Die Omertà. Das Schweigegelübde der italienischen Mafia. Und der Titel des zweiten Streetalbums von Fard. Fard ist kein Italiener. Fard ist auch nicht in der Mafia.
Fard ist iranischer Abstammung und aus dem Pott. Der back ist, falls es jemand noch nicht mitbekommen haben sollte.
Dennoch passt das Dogma der Omertà wie der Arsch auf’n Eimer. Stolz, Ehre und vor allem Loyalität sind Begriffe, die sowohl in der Mafia, als auch in Fard seiner Welt eine große Rolle zu spielen scheinen. Sie ziehen sich als roter Faden durch jeden der achtzehn Tracks.
Ganz ehrlich? Ich habe Fard bisher meist als simpel spittenden Spielotheken-Gangster und Homie von Snaga & Pillath wahrgenommen, sein erstes Straßenalbum “Blut, Schweiß, Tränen und Triumphe“ hat mich irgendwie verpasst. Insofern hat mich positiv überrascht, es hier nicht mit einem weiteren Gangsterrap-Album zu tun zu haben, auf dem Gewalt unglaubwürdig zelebriert wird. Klar, auch das hier ist im weitesten Sinne Gangsterrap. Doch der Backpfeifenkönig hat den Authenzitäts-Bonus. Und im Überschwang dessen gibt er schon mal Weisheiten aus seinem Kleinkriminellen-Universum preis: “zwanzig Bubbles Jayjoe, gestreckt mit Edelweiß, machen zirka sechzig Gramm“ (“60 Terrorbars 3“). Danke, Fard, ab jetzt mache ich mein Geld anders…

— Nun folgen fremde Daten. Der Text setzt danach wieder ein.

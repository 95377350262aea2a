//! Order snapshot - the persisted, priced state of one order
//!
//! Written once at assembly time with every line priced; settlement then
//! drives `status` through `PENDING -> {COMPLETED, FAILED, CANCELED}` and
//! `COMPLETED -> PRINTED`, touching only the settlement fields.

use super::types::{AppliedVoucher, ComboLine, FailureReason, SeatLine};
use crate::util::now_millis;
use serde::{Deserialize, Serialize};

/// Order lifecycle state. Doubles as the settlement idempotency token:
/// every mutation re-checks the persisted value inside its own write
/// transaction before applying a transition.
#[derive(Debug, Clone, Copy, Serialize, Deserialize, PartialEq, Eq, Default)]
#[serde(rename_all = "SCREAMING_SNAKE_CASE")]
pub enum OrderStatus {
    /// Awaiting the payment callback
    #[default]
    Pending,
    /// Paid and seats confirmed
    Completed,
    /// Ticket consumed at the door
    Printed,
    /// Abandoned by the customer before payment
    Canceled,
    /// Settled unsuccessfully (see `failure_reason`)
    Failed,
}

impl OrderStatus {
    /// Terminal states accept no further settlement callbacks.
    pub fn is_terminal(&self) -> bool {
        !matches!(self, OrderStatus::Pending)
    }
}

impl std::fmt::Display for OrderStatus {
    fn fmt(&self, f: &mut std::fmt::Formatter<'_>) -> std::fmt::Result {
        let s = match self {
            OrderStatus::Pending => "PENDING",
            OrderStatus::Completed => "COMPLETED",
            OrderStatus::Printed => "PRINTED",
            OrderStatus::Canceled => "CANCELED",
            OrderStatus::Failed => "FAILED",
        };
        write!(f, "{}", s)
    }
}

/// Complete persisted order state.
#[derive(Debug, Clone, Serialize, Deserialize, PartialEq)]
pub struct OrderSnapshot {
    /// Order id (uuid)
    pub order_id: String,
    /// Showtime the seats belong to
    pub showtime_id: String,
    /// Seat hold backing this order; confirmed or released at settlement
    pub hold_token: String,
    /// Lifecycle state
    #[serde(default)]
    pub status: OrderStatus,
    /// Reserved chairs, priced at assembly
    pub seats: Vec<SeatLine>,
    /// Concession combos, priced at assembly
    pub combos: Vec<ComboLine>,
    /// Voucher application, when one was accepted
    #[serde(skip_serializing_if = "Option::is_none")]
    pub voucher: Option<AppliedVoucher>,
    /// Sum of seat prices and combo line totals
    pub total_price: f64,
    /// Granted voucher discount (0 when none)
    pub discount_price: f64,
    /// `max(0, total_price - discount_price)` - what the gateway must collect
    pub payment_price: f64,
    /// Why settlement failed, for `FAILED` orders
    #[serde(skip_serializing_if = "Option::is_none")]
    pub failure_reason: Option<FailureReason>,
    /// Gateway transaction reference from the successful callback
    #[serde(skip_serializing_if = "Option::is_none")]
    pub gateway_txn_no: Option<String>,
    /// Assembly timestamp (ms)
    pub created_at: i64,
    /// Last settlement mutation timestamp (ms)
    pub updated_at: i64,
    /// Set when the order reached `COMPLETED`
    #[serde(skip_serializing_if = "Option::is_none")]
    pub completed_at: Option<i64>,
    /// Set when the ticket was consumed
    #[serde(skip_serializing_if = "Option::is_none")]
    pub printed_at: Option<i64>,
}

impl OrderSnapshot {
    /// Fresh `PENDING` snapshot; the caller fills lines and prices.
    pub fn new(
        order_id: impl Into<String>,
        showtime_id: impl Into<String>,
        hold_token: impl Into<String>,
    ) -> Self {
        let now = now_millis();
        Self {
            order_id: order_id.into(),
            showtime_id: showtime_id.into(),
            hold_token: hold_token.into(),
            status: OrderStatus::Pending,
            seats: Vec::new(),
            combos: Vec::new(),
            voucher: None,
            total_price: 0.0,
            discount_price: 0.0,
            payment_price: 0.0,
            failure_reason: None,
            gateway_txn_no: None,
            created_at: now,
            updated_at: now,
            completed_at: None,
            printed_at: None,
        }
    }

    pub fn is_pending(&self) -> bool {
        self.status == OrderStatus::Pending
    }

    pub fn is_completed(&self) -> bool {
        self.status == OrderStatus::Completed
    }

    pub fn seat_count(&self) -> usize {
        self.seats.len()
    }

    /// Human-readable one-liner used as the gateway order description.
    pub fn summary(&self) -> String {
        format!(
            "{} seat(s), {} combo(s), showtime {}",
            self.seats.len(),
            self.combos.len(),
            self.showtime_id
        )
    }
}

#[cfg(test)]
mod tests {
    use super::*;

    #[test]
    fn new_snapshot_starts_pending_with_zero_prices() {
        let snap = OrderSnapshot::new("o-1", "showtime:1", "hold-1");
        assert!(snap.is_pending());
        assert!(!snap.status.is_terminal());
        assert_eq!(snap.total_price, 0.0);
        assert_eq!(snap.payment_price, 0.0);
        assert!(snap.voucher.is_none());
        assert!(snap.completed_at.is_none());
    }

    #[test]
    fn status_serializes_screaming_snake_case() {
        assert_eq!(
            serde_json::to_string(&OrderStatus::Completed).unwrap(),
            "\"COMPLETED\""
        );
        let back: OrderStatus = serde_json::from_str("\"PRINTED\"").unwrap();
        assert_eq!(back, OrderStatus::Printed);
    }

    #[test]
    fn every_non_pending_status_is_terminal() {
        for s in [
            OrderStatus::Completed,
            OrderStatus::Printed,
            OrderStatus::Canceled,
            OrderStatus::Failed,
        ] {
            assert!(s.is_terminal(), "{} should be terminal", s);
        }
        assert!(!OrderStatus::Pending.is_terminal());
    }

    #[test]
    fn none_fields_are_omitted_from_json() {
        let snap = OrderSnapshot::new("o-1", "showtime:1", "hold-1");
        let json = serde_json::to_string(&snap).unwrap();
        assert!(!json.contains("failure_reason"));
        assert!(!json.contains("gateway_txn_no"));
        assert!(!json.contains("printed_at"));
    }
}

Weiterhin unterscheidet er sich von seinen Kollegen aus dem selben Milieu durch sein stetiges Bemühen um witzige Vergleiche und Punches. Sicher, nicht jede Line ist der Brecher, da haben andere mehr Liebe zum Spiel, doch die Wirkung der wirklich guten Sprüche macht er sich meist durch seinen wenig variablen Flow kaputt. Schade. Was anfangs noch gewollt einfach klingt und so dem Text mehr Gewicht verleiht, fängt nach einiger Zeit einfach nur an zu langweilen. Wenn man arrogant klingen möchte, klingt man eben auch schnell gelangweilt. Schmaler Grat, kennen sicher viele Kollegahs.
Fard hat neben Streethustle (z.B. “Omertà“) und eurer nicht vorhandenen Tightness (z.B. “Kingshit“ mit Snaga) noch andere Themen. “Rashid & Jamal“ –eine Ode an Freundschaft und Loyalität über einen melancholisch drückenden Beat von Chrizmatic. Oder auch “Der Junge Said“, ein Track über die Beweggründe eines Selbstmordattentäters. “Die Rasierklinge in der Lunge der Gesellschaft“ (“Simple Mathematik“) hat noch mehr Thementracks in petto, eines haben jedoch alle gemeinsam: Sie sind vorhersehbar. Fard gelingt es kaum, Spannung zu erzeugen oder mir neue Sichtweisen zu zeigen. “Ohne Ausweg“ beschreibt Leben und Gefühle eines Junkies, jedoch hat man als Hörer das Gefühl, ähnliche Tracks schon tausendmal gehört zu haben. Es gelingt Fard nicht, Probleme aus einer neuen Perspektive zu betrachten und so interessant zu machen.
Die von Produzenten wie Benny Blanco oder DJ Sweap kommenden Beats passen durch die Bank gut zu Fards Stimme und Inhalten. Heißt, meist melancholisch bis bedrohlich wirkende Synthiestampfer mit Streicher- und/oder Pianomelodien. Fard hat gut passende Beats gepickt, die sich jedoch trotz unterschiedlicher Produzenten zu sehr gleichen und deswegen das Album, ähnlich wie sein Flow, gegen Ende eintönig wirken lassen.
Fard hat alles. Eine gute Stimme mit Wiedererkennungswert, eine interessante Persönlichkeit mit Substanz, überdurchschnittliche Punchlines und keine Allerweltsthemen. Gute Vorraussetzungen für eine Karriere als Rapper. Leider gelingt es ihm noch nicht, diese Ansätze ganz zu entwickeln, doch das hier ist auf jeden Fall ein großer Schritt in die richtige Richtung. Man darf auf das richtige Album gespannt sein, ich würde mir in erster Linie einen variableren Flow wünschen.
Ich denke, Streetalben sind oft auch Angstalben, die aufgenommen werden, falls man sich an ein echtes Album noch nicht heran traut und den eigenen Standpunkt einschätzen möchte. Insofern ist “Omertà“ ein gutes Streetalbum, das bei vielen Anderen auch als richtiges Album durchgehen würde.